What to do.
Count every line in the following entries that holds the word "when". Only the number should be given.

Saved entries:
------------------------
use std::borrow::Cow;
use std::fmt;

use serde::{Deserialize, Serialize};

/// Bit that turns a telegram into its status-request twin.
pub const STATUS_REQUEST_BIT: u8 = 0x20;

/// How a telegram may be addressed.
#[derive(Debug, Clone, Copy, Default, PartialEq, Eq, Serialize, Deserialize)]
#[serde(rename_all = "lowercase")]
pub enum Casting {
    /// Sent to one node; may also be broad- or multicast when it has no response.
    #[default]
    Unicast,
    /// Travels through the chain, each node acting on it in turn.
    Serial,
}

/// Set of legal payload lengths, one bit per size 0..=8.
#[derive(Debug, Clone, Copy, Default, PartialEq, Eq, Serialize, Deserialize)]
#[serde(into = "Vec<u8>", try_from = "Vec<u8>")]
pub struct SizeMask(u16);

impl SizeMask {
    pub const EMPTY: Self = Self(0);

    /// Mask accepting exactly `size`.
    pub const fn size(size: usize) -> Self {
        Self(1 << size)
    }

    /// Mask accepting every wire-legal size in `lo..=hi`.
    ///
    /// Sizes 5 and 7 can not be expressed by the size indicator and are
    /// left out.
    pub const fn range(lo: usize, hi: usize) -> Self {
        let mut bits = 0u16;
        let mut n = lo;
        while n <= hi && n <= 8 {
            if n != 5 && n != 7 {
                bits |= 1 << n;
            }
            n += 1;
        }
        Self(bits)
    }

    pub const fn bits(self) -> u16 {
        self.0
    }

    pub const fn contains(self, size: usize) -> bool {
        size <= 8 && self.0 & (1 << size) != 0
    }

    pub const fn is_empty(self) -> bool {
        self.0 == 0
    }

    pub const fn union(self, other: Self) -> Self {
        Self(self.0 | other.0)
    }

    /// Iterate the accepted sizes in increasing order.
    pub fn sizes(self) -> impl Iterator<Item = usize> {
        (0..=8).filter(move |&n| self.contains(n))
    }

    pub fn min(self) -> Option<usize> {
        self.sizes().next()
    }

    pub fn max(self) -> Option<usize> {
        self.sizes().last()
    }
}

/// Renders runs as ranges, e.g. `0`, `1..4,6,8`, or `-` when empty.
impl fmt::Display for SizeMask {
    fn fmt(&self, f: &mut fmt::Formatter<'_>) -> fmt::Result {
        if self.is_empty() {
            return f.write_str("-");
        }
        let mut first = true;
        let mut n = 0;
        while n <= 8 {
            if !self.contains(n) {
                n += 1;
                continue;
            }
            let start = n;
            while n < 8 && self.contains(n + 1) {
                n += 1;
            }
            if !first {
                f.write_str(",")?;
            }
            first = false;
            if start == n {
                write!(f, "{start}")?;
            } else {
                write!(f, "{start}..{n}")?;
            }
            n += 1;
        }
        Ok(())
    }
}

impl From<SizeMask> for Vec<u8> {
    fn from(mask: SizeMask) -> Self {
        mask.sizes().map(|n| n as u8).collect()
    }
}

impl TryFrom<Vec<u8>> for SizeMask {
    type Error = String;

    fn try_from(sizes: Vec<u8>) -> Result<Self, Self::Error> {
        let mut bits = 0u16;
        for size in sizes {
            if size > 8 {
                return Err(format!("payload size {size} exceeds 8"));
            }
            bits |= 1 << size;
        }
        Ok(Self(bits))
    }
}

/// One interpretation of a telegram identifier.
///
/// A row either describes a telegram fully or is an empty placeholder for
/// an identifier nothing is known about (no name, mask, response or
/// description).
#[derive(Debug, Clone, PartialEq, Eq, Serialize, Deserialize)]
pub struct TelegramVariant {
    pub tid: u8,
    #[serde(default, skip_serializing_if = "Option::is_none")]
    pub name: Option<Cow<'static, str>>,
    #[serde(default)]
    pub casting: Casting,
    #[serde(default)]
    pub sizes: SizeMask,
    #[serde(default)]
    pub response_size: u8,
    #[serde(default, skip_serializing_if = "Option::is_none")]
    pub tele_args: Option<Cow<'static, str>>,
    #[serde(default, skip_serializing_if = "Option::is_none")]
    pub resp_args: Option<Cow<'static, str>>,
    #[serde(default, skip_serializing_if = "Option::is_none")]
    pub description: Option<Cow<'static, str>>,
}

impl TelegramVariant {
    /// Placeholder row for an identifier without known semantics.
    pub fn unknown(tid: u8) -> Self {
        Self {
            tid,
            name: None,
            casting: Casting::Unicast,
            sizes: SizeMask::EMPTY,
            response_size: 0,
            tele_args: None,
            resp_args: None,
            description: None,
        }
    }

    pub fn has_info(&self) -> bool {
        self.name.is_some()
    }

    /// Name for messages; `???` for placeholder rows.
    pub fn display_name(&self) -> &str {
        self.name.as_deref().unwrap_or("???")
    }

    pub fn has_response(&self) -> bool {
        self.response_size > 0
    }

    /// Whether broadcast and multicast addressing is allowed.
    ///
    /// Only unicast telegrams without a response qualify: a serial-cast
    /// telegram must ripple through the chain and a response can come from
    /// one node only.
    pub fn supports_broadcast(&self) -> bool {
        self.has_info() && self.response_size == 0 && self.casting == Casting::Unicast
    }

    /// Whether this is the status-request twin of another telegram.
    pub fn is_status_request(&self) -> bool {
        self.tid & STATUS_REQUEST_BIT != 0
    }

    /// Whether a status-request twin may exist at `tid ^ 0x20`.
    pub fn may_have_status_request(&self) -> bool {
        self.response_size == 0 && self.casting == Casting::Unicast && self.tid != 0
    }

    /// `tid/name` as used throughout operator messages.
    pub fn label(&self) -> String {
        format!("{:02X}/{}", self.tid, self.display_name())
    }
}

#[cfg(test)]
mod tests {
    use super::*;

    #[test]
    fn test_range_skips_illegal_sizes() {
        let mask = SizeMask::range(0, 8);
        assert!(mask.contains(4));
        assert!(!mask.contains(5));
        assert!(mask.contains(6));
        assert!(!mask.contains(7));
        assert!(mask.contains(8));
        assert!(!mask.contains(9));
    }

    #[test]
    fn test_mask_rendering() {
        assert_eq!(SizeMask::EMPTY.to_string(), "-");
        assert_eq!(SizeMask::size(0).to_string(), "0");
        assert_eq!(SizeMask::range(1, 8).to_string(), "1..4,6,8");
        assert_eq!(SizeMask::size(2).union(SizeMask::size(3)).to_string(), "2..3");
        assert_eq!(SizeMask::size(0).union(SizeMask::size(6)).to_string(), "0,6");
    }

    #[test]
    fn test_mask_bounds() {
        let mask = SizeMask::range(3, 8);
        assert_eq!(mask.min(), Some(3));
        assert_eq!(mask.max(), Some(8));
        assert_eq!(SizeMask::EMPTY.min(), None);
    }

    #[test]
    fn test_mask_serde_as_size_list() {
        let json = serde_json::to_string(&SizeMask::range(1, 4)).unwrap();
        assert_eq!(json, "[1,2,3,4]");
        let mask: SizeMask = serde_json::from_str("[0,6]").unwrap();
        assert_eq!(mask, SizeMask::size(0).union(SizeMask::size(6)));
        assert!(serde_json::from_str::<SizeMask>("[9]").is_err());
    }

    #[test]
    fn test_derived_rules() {
        let mut v = TelegramVariant::unknown(0x05);
        assert!(!v.supports_broadcast());
        v.name = Some("goactive".into());
        v.sizes = SizeMask::size(0);
        v.description = Some("x".into());
        assert!(v.supports_broadcast());
        assert!(v.may_have_status_request());
        v.response_size = 1;
        assert!(!v.supports_broadcast());
        assert_eq!(v.label(), "05/goactive");
    }
}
------------------------
Solution for this task.
2